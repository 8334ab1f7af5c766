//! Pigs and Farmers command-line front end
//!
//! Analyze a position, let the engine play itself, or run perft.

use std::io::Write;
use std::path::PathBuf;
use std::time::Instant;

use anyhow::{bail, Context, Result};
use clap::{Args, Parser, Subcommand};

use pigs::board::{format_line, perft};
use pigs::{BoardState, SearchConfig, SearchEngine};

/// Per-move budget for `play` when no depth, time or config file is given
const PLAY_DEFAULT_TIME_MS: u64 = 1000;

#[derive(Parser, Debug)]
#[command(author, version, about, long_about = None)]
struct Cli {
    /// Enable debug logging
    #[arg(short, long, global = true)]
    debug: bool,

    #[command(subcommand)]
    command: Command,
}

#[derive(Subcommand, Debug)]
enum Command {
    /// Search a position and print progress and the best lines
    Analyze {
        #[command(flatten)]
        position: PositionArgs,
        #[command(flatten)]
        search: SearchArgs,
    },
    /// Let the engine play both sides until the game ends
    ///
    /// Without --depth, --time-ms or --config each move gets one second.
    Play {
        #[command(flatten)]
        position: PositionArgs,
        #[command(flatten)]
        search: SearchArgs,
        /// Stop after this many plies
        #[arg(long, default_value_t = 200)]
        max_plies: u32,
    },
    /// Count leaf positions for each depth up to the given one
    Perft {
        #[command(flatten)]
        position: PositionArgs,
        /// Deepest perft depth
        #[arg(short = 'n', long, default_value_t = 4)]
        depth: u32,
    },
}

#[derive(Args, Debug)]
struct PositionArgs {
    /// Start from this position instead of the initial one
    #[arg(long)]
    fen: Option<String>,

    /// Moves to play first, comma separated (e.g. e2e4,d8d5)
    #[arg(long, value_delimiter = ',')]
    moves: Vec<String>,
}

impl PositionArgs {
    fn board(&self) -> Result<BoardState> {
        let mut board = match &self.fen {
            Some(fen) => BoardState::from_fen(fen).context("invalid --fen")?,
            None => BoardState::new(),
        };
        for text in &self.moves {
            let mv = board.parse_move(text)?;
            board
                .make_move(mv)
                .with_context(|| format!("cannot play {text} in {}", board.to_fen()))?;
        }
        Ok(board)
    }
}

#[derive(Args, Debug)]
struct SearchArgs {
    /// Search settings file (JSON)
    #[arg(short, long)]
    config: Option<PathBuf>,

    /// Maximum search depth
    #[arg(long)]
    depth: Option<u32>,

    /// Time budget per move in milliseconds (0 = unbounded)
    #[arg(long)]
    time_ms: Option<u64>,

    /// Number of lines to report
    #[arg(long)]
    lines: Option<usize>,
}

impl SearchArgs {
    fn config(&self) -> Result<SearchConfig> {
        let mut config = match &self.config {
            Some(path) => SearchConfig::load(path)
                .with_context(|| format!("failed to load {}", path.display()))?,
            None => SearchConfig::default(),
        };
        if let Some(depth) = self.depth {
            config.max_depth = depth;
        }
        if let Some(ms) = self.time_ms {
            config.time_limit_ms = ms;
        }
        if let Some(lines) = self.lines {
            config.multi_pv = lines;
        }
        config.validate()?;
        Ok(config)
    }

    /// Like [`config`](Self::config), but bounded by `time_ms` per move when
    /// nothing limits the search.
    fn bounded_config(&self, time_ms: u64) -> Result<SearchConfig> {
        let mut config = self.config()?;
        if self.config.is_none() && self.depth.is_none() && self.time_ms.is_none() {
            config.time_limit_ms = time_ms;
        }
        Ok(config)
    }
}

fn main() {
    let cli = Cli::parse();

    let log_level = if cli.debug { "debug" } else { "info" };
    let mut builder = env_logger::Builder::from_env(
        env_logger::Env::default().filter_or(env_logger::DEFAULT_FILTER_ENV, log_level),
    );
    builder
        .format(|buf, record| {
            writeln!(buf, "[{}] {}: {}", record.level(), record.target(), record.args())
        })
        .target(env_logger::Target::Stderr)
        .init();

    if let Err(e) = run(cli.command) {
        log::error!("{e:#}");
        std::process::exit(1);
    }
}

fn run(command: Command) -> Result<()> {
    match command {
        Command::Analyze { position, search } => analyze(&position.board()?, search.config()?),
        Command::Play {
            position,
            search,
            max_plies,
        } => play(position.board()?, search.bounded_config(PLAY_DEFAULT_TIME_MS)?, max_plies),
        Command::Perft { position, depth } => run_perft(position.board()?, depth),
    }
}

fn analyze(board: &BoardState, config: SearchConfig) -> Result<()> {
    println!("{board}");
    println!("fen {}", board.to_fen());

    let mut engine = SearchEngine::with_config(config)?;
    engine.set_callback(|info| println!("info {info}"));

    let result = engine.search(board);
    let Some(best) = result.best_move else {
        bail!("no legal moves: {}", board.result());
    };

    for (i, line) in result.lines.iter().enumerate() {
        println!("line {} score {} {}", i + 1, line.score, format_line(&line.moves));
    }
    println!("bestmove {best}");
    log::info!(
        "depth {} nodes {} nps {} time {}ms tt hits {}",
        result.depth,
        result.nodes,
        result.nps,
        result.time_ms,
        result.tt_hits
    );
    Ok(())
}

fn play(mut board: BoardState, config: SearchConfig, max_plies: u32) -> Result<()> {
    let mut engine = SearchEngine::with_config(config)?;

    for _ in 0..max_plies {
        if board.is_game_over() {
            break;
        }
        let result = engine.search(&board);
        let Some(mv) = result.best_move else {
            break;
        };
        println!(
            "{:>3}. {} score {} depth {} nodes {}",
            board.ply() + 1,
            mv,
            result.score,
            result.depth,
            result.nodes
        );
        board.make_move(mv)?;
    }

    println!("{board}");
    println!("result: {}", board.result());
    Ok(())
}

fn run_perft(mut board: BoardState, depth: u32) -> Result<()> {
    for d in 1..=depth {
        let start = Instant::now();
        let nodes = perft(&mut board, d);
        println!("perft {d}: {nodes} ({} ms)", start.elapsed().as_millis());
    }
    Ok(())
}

[PROBLEM TO SOLVE] Your task is to reproduce all the data exactly as shown.

[REPLY]
repository 8334ab1f7af5c766
//! Pigs and Farmers command-line front end
//!
//! Analyze a position, let the engine play itself, or run perft.

use std::io::Write;
use std::path::PathBuf;
use std::time::Instant;

use anyhow::{bail, Context, Result};
use clap::{Args, Parser, Subcommand};

use pigs::board::{format_line, perft};
use pigs::{BoardState, SearchConfig, SearchEngine};

/// Per-move budget for `play` when no depth, time or config file is given
const PLAY_DEFAULT_TIME_MS: u64 = 1000;

#[derive(Parser, Debug)]
#[command(author, version, about, long_about = None)]
struct Cli {
    /// Enable debug logging
    #[arg(short, long, global = true)]
    debug: bool,

    #[command(subcommand)]
    command: Command,
}

#[derive(Subcommand, Debug)]
enum Command {
    /// Search a position and print progress and the best lines
    Analyze {
        #[command(flatten)]
        position: PositionArgs,
        #[command(flatten)]
        search: SearchArgs,
    },
    /// Let the engine play both sides until the game ends
    ///
    /// Without --depth, --time-ms or --config each move gets one second.
    Play {
        #[command(flatten)]
        position: PositionArgs,
        #[command(flatten)]
        search: SearchArgs,
        /// Stop after this many plies
        #[arg(long, default_value_t = 200)]
        max_plies: u32,
    },
    /// Count leaf positions for each depth up to the given one
    Perft {
        #[command(flatten)]
        position: PositionArgs,
        /// Deepest perft depth
        #[arg(short = 'n', long, default_value_t = 4)]
        depth: u32,
    },
}

#[derive(Args, Debug)]
struct PositionArgs {
    /// Start from this position instead of the initial one
    #[arg(long)]
    fen: Option<String>,

    /// Moves to play first, comma separated (e.g. e2e4,d8d5)
    #[arg(long, value_delimiter = ',')]
    moves: Vec<String>,
}

impl PositionArgs {
    fn board(&self) -> Result<BoardState> {
        let mut board = match &self.fen {
            Some(fen) => BoardState::from_fen(fen).context("invalid --fen")?,
            None => BoardState::new(),
        };
        for text in &self.moves {
            let mv = board.parse_move(text)?;
            board
                .make_move(mv)
                .with_context(|| format!("cannot play {text} in {}", board.to_fen()))?;
        }
        Ok(board)
    }
}

#[derive(Args, Debug)]
struct SearchArgs {
    /// Search settings file (JSON)
    #[arg(short, long)]
    config: Option<PathBuf>,

    /// Maximum search depth
    #[arg(long)]
    depth: Option<u32>,

    /// Time budget per move in milliseconds (0 = unbounded)
    #[arg(long)]
    time_ms: Option<u64>,

    /// Number of lines to report
    #[arg(long)]
    lines: Option<usize>,
}

impl SearchArgs {
    fn config(&self) -> Result<SearchConfig> {
        let mut config = match &self.config {
            Some(path) => SearchConfig::load(path)
                .with_context(|| format!("failed to load {}", path.display()))?,
            None => SearchConfig::default(),
        };
        if let Some(depth) = self.depth {
            config.max_depth = depth;
        }
        if let Some(ms) = self.time_ms {
            config.time_limit_ms = ms;
        }
        if let Some(lines) = self.lines {
            config.multi_pv = lines;
        }
        config.validate()?;
        Ok(config)
    }

    /// Like [`config`](Self::config), but bounded by `time_ms` per move when
    /// nothing limits the search.
    fn bounded_config(&self, time_ms: u64) -> Result<SearchConfig> {
        let mut config = self.config()?;
        if self.config.is_none() && self.depth.is_none() && self.time_ms.is_none() {
            config.time_limit_ms = time_ms;
        }
        Ok(config)
    }
}

fn main() {
    let cli = Cli::parse();

    let log_level = if cli.debug { "debug" } else { "info" };
    let mut builder = env_logger::Builder::from_env(
        env_logger::Env::default().filter_or(env_logger::DEFAULT_FILTER_ENV, log_level),
    );
    builder
        .format(|buf, record| {
            writeln!(buf, "[{}] {}: {}", record.level(), record.target(), record.args())
        })
        .target(env_logger::Target::Stderr)
        .init();

    if let Err(e) = run(cli.command) {
        log::error!("{e:#}");
        std::process::exit(1);
    }
}

fn run(command: Command) -> Result<()> {
    match command {
        Command::Analyze { position, search } => analyze(&position.board()?, search.config()?),
        Command::Play {
            position,
            search,
            max_plies,
        } => play(position.board()?, search.bounded_config(PLAY_DEFAULT_TIME_MS)?, max_plies),
        Command::Perft { position, depth } => run_perft(position.board()?, depth),
    }
}

fn analyze(board: &BoardState, config: SearchConfig) -> Result<()> {
    println!("{board}");
    println!("fen {}", board.to_fen());

    let mut engine = SearchEngine::with_config(config)?;
    engine.set_callback(|info| println!("info {info}"));

    let result = engine.search(board);
    let Some(best) = result.best_move else {
        bail!("no legal moves: {}", board.result());
    };

    for (i, line) in result.lines.iter().enumerate() {
        println!("line {} score {} {}", i + 1, line.score, format_line(&line.moves));
    }
    println!("bestmove {best}");
    log::info!(
        "depth {} nodes {} nps {} time {}ms tt hits {}",
        result.depth,
        result.nodes,
        result.nps,
        result.time_ms,
        result.tt_hits
    );
    Ok(())
}

fn play(mut board: BoardState, config: SearchConfig, max_plies: u32) -> Result<()> {
    let mut engine = SearchEngine::with_config(config)?;

    for _ in 0..max_plies {
        if board.is_game_over() {
            break;
        }
        let result = engine.search(&board);
        let Some(mv) = result.best_move else {
            break;
        };
        println!(
            "{:>3}. {} score {} depth {} nodes {}",
            board.ply() + 1,
            mv,
            result.score,
            result.depth,
            result.nodes
        );
        board.make_move(mv)?;
    }

    println!("{board}");
    println!("result: {}", board.result());
    Ok(())
}

fn run_perft(mut board: BoardState, depth: u32) -> Result<()> {
    for d in 1..=depth {
        let start = Instant::now();
        let nodes = perft(&mut board, d);
        println!("perft {d}: {nodes} ({} ms)", start.elapsed().as_millis());
    }
    Ok(())
}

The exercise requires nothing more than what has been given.